- Detect how and when a breach occurred
- Identify compromised and affected systems
- Determine what attackers took or changed
- Contain and remediate incidents
- Develop key sources of threat intelligence
- Hunt down additional breaches using knowledge of the adversary
DAY 0: A 3-letter government agency contacts you to say an advanced threat group is targeting organizations like yours, and that your organization is likely a target. They won’t tell how they know, but they suspect that there are already several breached systems within your enterprise. An advanced persistent threat, aka an APT, is likely involved. This is the most sophisticated threat that you are likely to face in your efforts to defend your systems and data, and these adversaries may have been actively rummaging through your network undetected for months or even years.

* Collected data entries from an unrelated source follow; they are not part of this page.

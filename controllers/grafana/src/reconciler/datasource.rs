//! GrafanaDatasource reconciliation

use super::{Convergence, Reconciler};
use crate::builder::build_datasource;
use crate::error::PluginError;
use crate::labels::{BaseParams, DatasourceKind, ResourceLabels};
use tracing::info;

impl Reconciler {
    /// Ensure exactly one correctly named `kind` datasource exists for `params`
    pub async fn ensure_datasource(&self, params: &BaseParams, kind: DatasourceKind) -> Result<Convergence, PluginError> {
        let desired = build_datasource(&self.config, params, kind, &params.datasource_name(kind));
        let selector = ResourceLabels::datasource(params, kind).selector();
        Self::converge(self.datasources.as_ref(), &selector, &desired).await
    }

    /// Delete the datasources of every kind for `params`
    pub async fn delete_all_datasources(&self, params: &BaseParams) -> Result<(), PluginError> {
        // The instance label set has no `source` label, so it selects both kinds
        let selector = ResourceLabels::instance(params).selector();
        let deleted = Self::delete_matching(self.datasources.as_ref(), &selector).await?;
        if deleted > 0 {
            info!("Deleted {} datasource(s) of {}", deleted, params);
        }
        Ok(())
    }
}
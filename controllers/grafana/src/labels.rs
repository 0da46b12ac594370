//! Resource identity: names and labels.
//!
//! `BaseParams` is the deterministic key of every object the plugin owns. The label set
//! is fixed and enumerated by `ResourceLabels`, so a selector can never silently miss a
//! label.

use crate::stage::Stage;
use std::collections::BTreeMap;
use std::fmt;

/// Owner label of every managed object
pub const MANAGED_BY_LABEL: &str = "app.kubernetes.io/managed-by";
/// Value of [`MANAGED_BY_LABEL`]
pub const MANAGED_BY: &str = "dso-console";
/// Organization name
pub const ORGANIZATION_LABEL: &str = "dso.organization";
/// Project name
pub const PROJECT_LABEL: &str = "dso.project";
/// Short stage label, `prod` or `hprod`
pub const STAGE_LABEL: &str = "dso.stage";
/// Datasource kind, only on datasources
pub const SOURCE_LABEL: &str = "dso.source";
/// Label datasources use to select their Grafana instance
pub const APP_LABEL: &str = "app";
/// Dashboard set label of Grafana instances
pub const DASHBOARDS_LABEL: &str = "dashboards";

/// Project coordinates shared by both stages
#[derive(Debug, Clone, PartialEq, Eq, Hash)]
pub struct ProjectRef {
    /// Organization name
    pub organization: String,
    /// Project name
    pub project: String,
}

impl ProjectRef {
    /// Reference to `project` of `organization`
    pub fn new(organization: impl Into<String>, project: impl Into<String>) -> Self {
        Self {
            organization: organization.into(),
            project: project.into(),
        }
    }

    /// Name of the project root group in Keycloak
    pub fn group_root(&self) -> String {
        format!("{}-{}", self.organization, self.project)
    }

    /// Resource key of this project on `stage`
    pub fn stage(&self, stage: Stage) -> BaseParams {
        BaseParams::new(self.organization.clone(), self.project.clone(), stage)
    }
}

impl fmt::Display for ProjectRef {
    fn fmt(&self, f: &mut fmt::Formatter<'_>) -> fmt::Result {
        write!(f, "{}/{}", self.organization, self.project)
    }
}

/// (organization, project, stage) key of a set of Grafana resources
#[derive(Debug, Clone, PartialEq, Eq, Hash)]
pub struct BaseParams {
    /// Organization name
    pub organization: String,
    /// Project name
    pub project: String,
    /// Stage the resources serve
    pub stage: Stage,
}

impl BaseParams {
    /// Key of the `stage` resources of a project
    pub fn new(organization: impl Into<String>, project: impl Into<String>, stage: Stage) -> Self {
        Self {
            organization: organization.into(),
            project: project.into(),
            stage,
        }
    }

    /// Name of the Grafana instance, also its route path and `app` label
    pub fn instance_name(&self) -> String {
        format!("{}-{}-{}", self.organization, self.project, self.stage)
    }

    pub fn group_root(&self) -> String {
        self.project_ref().group_root()
    }

    pub fn project_ref(&self) -> ProjectRef {
        ProjectRef::new(self.organization.clone(), self.project.clone())
    }

    pub fn datasource_name(&self, kind: DatasourceKind) -> String {
        format!("datasource-{}-{}", kind.name_prefix(), self.instance_name())
    }

    /// Tenant ID the metrics backend scopes queries with
    pub fn tenant(&self) -> String {
        format!("{}-{}", self.stage, self.project)
    }
}

impl fmt::Display for BaseParams {
    fn fmt(&self, f: &mut fmt::Formatter<'_>) -> fmt::Result {
        write!(f, "{}/{} ({})", self.organization, self.project, self.stage)
    }
}

/// Datasource flavours attached to every instance
#[derive(Debug, Clone, Copy, PartialEq, Eq, Hash)]
pub enum DatasourceKind {
    /// Mimir Prometheus API
    Prometheus,
    /// Mimir Alertmanager API
    AlertManager,
}

impl DatasourceKind {
    /// Both kinds, Prometheus first
    pub const ALL: [DatasourceKind; 2] = [DatasourceKind::Prometheus, DatasourceKind::AlertManager];

    /// Value of the `source` label
    pub fn as_str(&self) -> &'static str {
        match self {
            DatasourceKind::Prometheus => "prometheus",
            DatasourceKind::AlertManager => "alert-manager",
        }
    }

    fn name_prefix(&self) -> &'static str {
        match self {
            DatasourceKind::Prometheus => "prom",
            DatasourceKind::AlertManager => "am",
        }
    }
}

impl fmt::Display for DatasourceKind {
    fn fmt(&self, f: &mut fmt::Formatter<'_>) -> fmt::Result {
        f.write_str(self.as_str())
    }
}

/// Identifying labels of an owned object
#[derive(Debug, Clone, PartialEq, Eq)]
pub struct ResourceLabels {
    organization: String,
    project: String,
    stage: Stage,
    source: Option<DatasourceKind>,
}

impl ResourceLabels {
    /// Labels of the Grafana instance of `params`
    pub fn instance(params: &BaseParams) -> Self {
        Self {
            organization: params.organization.clone(),
            project: params.project.clone(),
            stage: params.stage,
            source: None,
        }
    }

    /// Labels of the `kind` datasource of `params`
    pub fn datasource(params: &BaseParams, kind: DatasourceKind) -> Self {
        Self {
            source: Some(kind),
            ..Self::instance(params)
        }
    }

    pub fn to_map(&self) -> BTreeMap<String, String> {
        let mut labels = BTreeMap::from([
            (MANAGED_BY_LABEL.to_string(), MANAGED_BY.to_string()),
            (ORGANIZATION_LABEL.to_string(), self.organization.clone()),
            (PROJECT_LABEL.to_string(), self.project.clone()),
            (STAGE_LABEL.to_string(), self.stage.to_string()),
        ]);
        if let Some(source) = self.source {
            labels.insert(SOURCE_LABEL.to_string(), source.to_string());
        }
        labels
    }

    /// Equality-based label selector (`k=v,k=v`)
    pub fn selector(&self) -> String {
        self.to_map()
            .iter()
            .map(|(key, value)| format!("{}={}", key, value))
            .collect::<Vec<_>>()
            .join(",")
    }

    /// Whether an object carrying `labels` is selected
    pub fn matches(&self, labels: &BTreeMap<String, String>) -> bool {
        self.to_map()
            .iter()
            .all(|(key, value)| labels.get(key) == Some(value))
    }
}
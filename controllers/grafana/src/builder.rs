//! Grafana resource builder.
//!
//! Pure functions turning a [`BaseParams`] into the exact `Grafana` and
//! `GrafanaDatasource` bodies the grafana-operator consumes. Nothing here talks to a
//! cluster; the reconciler decides whether a body is created or merged into an existing
//! object.

use crate::config::PluginConfig;
use crate::labels::{BaseParams, DatasourceKind, ResourceLabels, APP_LABEL, DASHBOARDS_LABEL};
use crate::stage::Stage;
use crds::{
    Container, DatasourceDefinition, DeploymentSpec, EnvVar, Grafana, GrafanaDatasource,
    GrafanaDatasourceSpec, GrafanaDeployment, GrafanaRoute, GrafanaSpec, InstanceSelector, PodSpec,
    PodTemplate, RouteMetadata, RoutePort, RouteSpec, RouteTarget, RouteTls, SecretKeyRef, ValueFrom, ValueSource,
};
use k8s_openapi::apimachinery::pkg::apis::meta::v1::ObjectMeta;
use std::collections::BTreeMap;

/// Port the grafana container listens on
pub const GRAFANA_PORT: i32 = 3000;

/// Name of the service subgroup under the project root group
pub const GRAFANA_GROUP: &str = "grafana";

const USERNAME_KEY: &str = "PROMETHEUS_USERNAME";
const PASSWORD_KEY: &str = "PROMETHEUS_PASSWORD";
const TENANT_HEADER: &str = "X-Scope-OrgID";

/// Grafana organization role granted through group membership
#[derive(Debug, Clone, Copy, PartialEq, Eq)]
pub enum GrafanaRole {
    /// Read write access
    Editor,
    /// Read only access
    Viewer,
}

impl GrafanaRole {
    /// Role name as Grafana spells it
    pub fn as_str(&self) -> &'static str {
        match self {
            GrafanaRole::Editor => "Editor",
            GrafanaRole::Viewer => "Viewer",
        }
    }
}

/// Group membership to role mapping of one instance
///
/// Grafana evaluates [`RoleMapping::expression`] (JMESPath) against the `group` claim.
/// [`RoleMapping::resolve`] applies the same rule locally.
#[derive(Debug, Clone, PartialEq, Eq)]
pub struct RoleMapping {
    rw_group: String,
    ro_group: String,
}

impl RoleMapping {
    /// Mapping of the `stage` instance of the project rooted at `group_root`
    pub fn new(group_root: &str, stage: Stage) -> Self {
        Self {
            rw_group: leaf_group_path(group_root, stage, Access::ReadWrite),
            ro_group: leaf_group_path(group_root, stage, Access::ReadOnly),
        }
    }

    /// JMESPath expression for `role_attribute_path`
    pub fn expression(&self) -> String {
        format!(
            "contains(groups[*], '{}') && '{}' || contains(groups[*], '{}') && '{}'",
            self.rw_group,
            GrafanaRole::Editor.as_str(),
            self.ro_group,
            GrafanaRole::Viewer.as_str()
        )
    }

    /// Role of a user holding `groups`; `None` means login is denied
    pub fn resolve<S: AsRef<str>>(&self, groups: &[S]) -> Option<GrafanaRole> {
        let member_of = |path: &str| groups.iter().any(|group| group.as_ref() == path);
        if member_of(&self.rw_group) {
            Some(GrafanaRole::Editor)
        } else if member_of(&self.ro_group) {
            Some(GrafanaRole::Viewer)
        } else {
            None
        }
    }
}

/// Access level of a leaf group
#[derive(Debug, Clone, Copy, PartialEq, Eq, Hash)]
pub enum Access {
    /// Editor access
    ReadWrite,
    /// Viewer access
    ReadOnly,
}

impl Access {
    /// Both levels, read write first
    pub const ALL: [Access; 2] = [Access::ReadWrite, Access::ReadOnly];

    /// Group name suffix
    pub fn suffix(&self) -> &'static str {
        match self {
            Access::ReadWrite => "RW",
            Access::ReadOnly => "RO",
        }
    }
}

/// Leaf group name, e.g. `prod-RW`
pub fn leaf_group_name(stage: Stage, access: Access) -> String {
    format!("{}-{}", stage, access.suffix())
}

/// Full path of a leaf group, e.g. `/acme-shop/grafana/prod-RW`
pub fn leaf_group_path(group_root: &str, stage: Stage, access: Access) -> String {
    format!("/{}/{}/{}", group_root, GRAFANA_GROUP, leaf_group_name(stage, access))
}

/// Role expression of the `stage` instance
pub fn build_role_attribute_path(group_root: &str, stage: Stage) -> String {
    RoleMapping::new(group_root, stage).expression()
}

fn section(entries: &[(&str, String)]) -> BTreeMap<String, String> {
    entries
        .iter()
        .map(|(key, value)| (key.to_string(), value.clone()))
        .collect()
}

fn grafana_ini(config: &PluginConfig, instance: &str, role_attribute_path: &str) -> BTreeMap<String, BTreeMap<String, String>> {
    let enabled = || "true".to_string();

    BTreeMap::from([
        (
            "auth".to_string(),
            section(&[("oauth_allow_insecure_email_lookup", enabled())]),
        ),
        (
            "auth.generic_oauth".to_string(),
            section(&[
                ("api_url", config.oidc_endpoint("userinfo")),
                ("auth_url", config.oidc_endpoint("auth")),
                ("token_url", config.oidc_endpoint("token")),
                ("client_id", config.oauth_client_id.clone()),
                ("client_secret", config.keycloak_client_secret.clone()),
                ("email_attribute_path", "email".to_string()),
                ("groups_attribute_path", "group".to_string()),
                ("enabled", enabled()),
                ("role_attribute_path", role_attribute_path.to_string()),
                ("role_attribute_strict", enabled()),
                ("scopes", "profile, group, email, openid".to_string()),
                ("tls_skip_verify_insecure", enabled()),
            ]),
        ),
        (
            "server".to_string(),
            section(&[
                ("root_url", format!("{}/{}/", config.grafana_url, instance)),
                ("serve_from_sub_path", enabled()),
            ]),
        ),
    ])
}

fn proxy_env(config: &PluginConfig) -> Option<Vec<EnvVar>> {
    config.proxy.as_ref().map(|proxy| {
        [
            ("HTTP_PROXY", &proxy.http_proxy),
            ("HTTPS_PROXY", &proxy.https_proxy),
            ("NO_PROXY", &proxy.no_proxy),
        ]
        .into_iter()
        .map(|(name, value)| EnvVar {
            name: name.to_string(),
            value: value.clone(),
        })
        .collect()
    })
}

/// Build the Grafana instance of `params`
pub fn build_grafana_instance(config: &PluginConfig, params: &BaseParams, role_attribute_path: &str) -> Grafana {
    let instance = params.instance_name();

    let mut labels = ResourceLabels::instance(params).to_map();
    labels.insert(APP_LABEL.to_string(), instance.clone());
    labels.insert(DASHBOARDS_LABEL.to_string(), "default".to_string());

    Grafana {
        metadata: ObjectMeta {
            name: Some(instance.clone()),
            namespace: Some(config.namespace.clone()),
            labels: Some(labels),
            ..Default::default()
        },
        spec: GrafanaSpec {
            config: grafana_ini(config, &instance, role_attribute_path),
            deployment: Some(GrafanaDeployment {
                spec: DeploymentSpec {
                    template: PodTemplate {
                        spec: PodSpec {
                            containers: vec![Container {
                                name: "grafana".to_string(),
                                image: Some(config.grafana_image.clone()),
                                env: proxy_env(config),
                            }],
                        },
                    },
                },
            }),
            route: Some(GrafanaRoute {
                metadata: RouteMetadata::default(),
                spec: RouteSpec {
                    host: config.grafana_host.clone(),
                    path: format!("/{}", instance),
                    port: RoutePort {
                        target_port: GRAFANA_PORT,
                    },
                    tls: RouteTls {
                        termination: "edge".to_string(),
                    },
                    to: RouteTarget {
                        kind: "Service".to_string(),
                        name: format!("{}-service", instance),
                        weight: 100,
                    },
                    wildcard_policy: "None".to_string(),
                },
            }),
        },
    }
}

fn secret_value(target_path: &str, secret: &str, key: &str) -> ValueFrom {
    ValueFrom {
        target_path: target_path.to_string(),
        value_from: ValueSource {
            secret_key_ref: SecretKeyRef {
                key: key.to_string(),
                name: secret.to_string(),
            },
        },
    }
}

/// Build the `kind` datasource of `params`, named `resource_name`
pub fn build_datasource(
    config: &PluginConfig,
    params: &BaseParams,
    kind: DatasourceKind,
    resource_name: &str,
) -> GrafanaDatasource {
    let (name, type_, url, is_default) = match kind {
        DatasourceKind::Prometheus => ("Prometheus", "prometheus", format!("{}/prometheus", config.metrics_url), true),
        DatasourceKind::AlertManager => ("Alertmanager", "alertmanager", config.metrics_url.clone(), false),
    };

    GrafanaDatasource {
        metadata: ObjectMeta {
            name: Some(resource_name.to_string()),
            namespace: Some(config.namespace.clone()),
            labels: Some(ResourceLabels::datasource(params, kind).to_map()),
            ..Default::default()
        },
        spec: GrafanaDatasourceSpec {
            datasource: DatasourceDefinition {
                access: "proxy".to_string(),
                basic_auth: true,
                basic_auth_user: format!("${{{}}}", USERNAME_KEY),
                is_default,
                json_data: BTreeMap::from([("httpHeaderName1".to_string(), TENANT_HEADER.to_string())]),
                name: name.to_string(),
                secure_json_data: BTreeMap::from([
                    ("basicAuthPassword".to_string(), format!("${{{}}}", PASSWORD_KEY)),
                    ("httpHeaderValue1".to_string(), params.tenant()),
                ]),
                type_: type_.to_string(),
                uid: type_.to_string(),
                url,
            },
            instance_selector: InstanceSelector {
                match_labels: BTreeMap::from([(APP_LABEL.to_string(), params.instance_name())]),
            },
            values_from: vec![
                secret_value("basicAuthUser", &config.datasource_secret, USERNAME_KEY),
                secret_value("secureJsonData.basicAuthPassword", &config.datasource_secret, PASSWORD_KEY),
            ],
        },
    }
}
//! Hook payloads and results.
//!
//! These types mirror the JSON exchanged with the platform orchestrator. Field names are
//! camelCase on the wire.

use serde::{Deserialize, Serialize};

/// Console user, only the ID matters here
#[derive(Debug, Clone, Serialize, Deserialize, PartialEq, Eq)]
pub struct User {
    pub id: String,
}

/// Read/write flags of a permission; independent, a user may hold both, either or neither
#[derive(Debug, Clone, Copy, Serialize, Deserialize, PartialEq, Eq, Default)]
pub struct Permissions {
    #[serde(default)]
    pub ro: bool,
    #[serde(default)]
    pub rw: bool,
}

/// Permission granted to a user on one environment
#[derive(Debug, Clone, Serialize, Deserialize, PartialEq, Eq)]
#[serde(rename_all = "camelCase")]
pub struct PermissionGrant {
    pub user_id: String,
    #[serde(default)]
    pub ro: bool,
    #[serde(default)]
    pub rw: bool,
}

/// Project environment
#[derive(Debug, Clone, Serialize, Deserialize, PartialEq, Eq)]
#[serde(rename_all = "camelCase")]
pub struct Environment {
    /// Older payloads call this field `environment`
    #[serde(alias = "environment")]
    pub name: String,
    pub stage: String,
    #[serde(default)]
    pub permissions: Vec<PermissionGrant>,
}

/// Project as sent on upsert
#[derive(Debug, Clone, Serialize, Deserialize, PartialEq, Eq)]
#[serde(rename_all = "camelCase")]
pub struct Project {
    pub name: String,
    #[serde(default)]
    pub organization: Option<String>,
    #[serde(default)]
    pub environments: Vec<Environment>,
}

/// `upsertProject` payload
#[derive(Debug, Clone, Serialize, Deserialize)]
#[serde(rename_all = "camelCase")]
pub struct UpsertProjectArgs {
    pub organization: String,
    pub project: Project,
    pub owner: User,
}

/// `deleteProject` payload
#[derive(Debug, Clone, Serialize, Deserialize)]
#[serde(rename_all = "camelCase")]
pub struct DeleteProjectArgs {
    pub organization: String,
    pub project: String,
}

/// `initializeEnvironment` / `deleteEnvironment` payload
#[derive(Debug, Clone, Serialize, Deserialize)]
#[serde(rename_all = "camelCase")]
pub struct EnvironmentArgs {
    pub organization: String,
    pub project: String,
    #[serde(default)]
    pub environments: Vec<Environment>,
    pub owner: User,
    /// Stage of the environment the event is about
    pub stage: String,
    /// Name of the environment the event is about
    #[serde(default)]
    pub environment: Option<String>,
}

/// `setEnvPermission` payload
#[derive(Debug, Clone, Serialize, Deserialize)]
#[serde(rename_all = "camelCase")]
pub struct PermissionArgs {
    pub organization: String,
    pub project: String,
    pub user: User,
    pub permissions: Permissions,
    pub stage: String,
}

/// Envelope the orchestrator sends: the event arguments plus fields we do not use
#[derive(Debug, Clone, Deserialize)]
pub struct HookPayload<A> {
    pub args: A,
}

/// Outcome of a hook
#[derive(Debug, Clone, Copy, Serialize, Deserialize, PartialEq, Eq)]
pub enum Outcome {
    #[serde(rename = "OK")]
    Ok,
    #[serde(rename = "KO")]
    Ko,
}

/// `status` part of a hook result
#[derive(Debug, Clone, Serialize, Deserialize, PartialEq, Eq)]
pub struct HookStatus {
    pub result: Outcome,
    pub message: String,
}

/// Uniform result of every lifecycle hook
#[derive(Debug, Clone, Serialize, Deserialize, PartialEq, Eq)]
pub struct HookResult {
    pub status: HookStatus,
    #[serde(default, skip_serializing_if = "Option::is_none")]
    pub error: Option<String>,
}

impl HookResult {
    /// Successful result
    pub fn ok(message: impl Into<String>) -> Self {
        Self {
            status: HookStatus {
                result: Outcome::Ok,
                message: message.into(),
            },
            error: None,
        }
    }

    /// Failed result carrying the error detail
    pub fn ko(message: impl Into<String>, error: impl std::fmt::Display) -> Self {
        Self {
            status: HookStatus {
                result: Outcome::Ko,
                message: message.into(),
            },
            error: Some(error.to_string()),
        }
    }

    /// Whether the hook succeeded
    pub fn is_ok(&self) -> bool {
        self.status.result == Outcome::Ok
    }
}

This is a hypothetical situation, but the chances are very high that hidden threats already exist inside your organization’s networks. Organizations can’t afford to believe that their security measures are perfect and impenetrable, no matter how thorough their security precautions might be. Prevention systems alone are insufficient to counter focused human adversaries who know how to get around most security and monitoring tools.
The key is to constantly look for attacks that get past security systems, and to catch intrusions in progress, rather than after attackers have completed their objectives and done worse damage to the organization. For the incident responder, this process is known as “threat hunting”. Threat hunting uses known adversary behaviors to proactively examine the network and endpoints in order to identify new data breaches.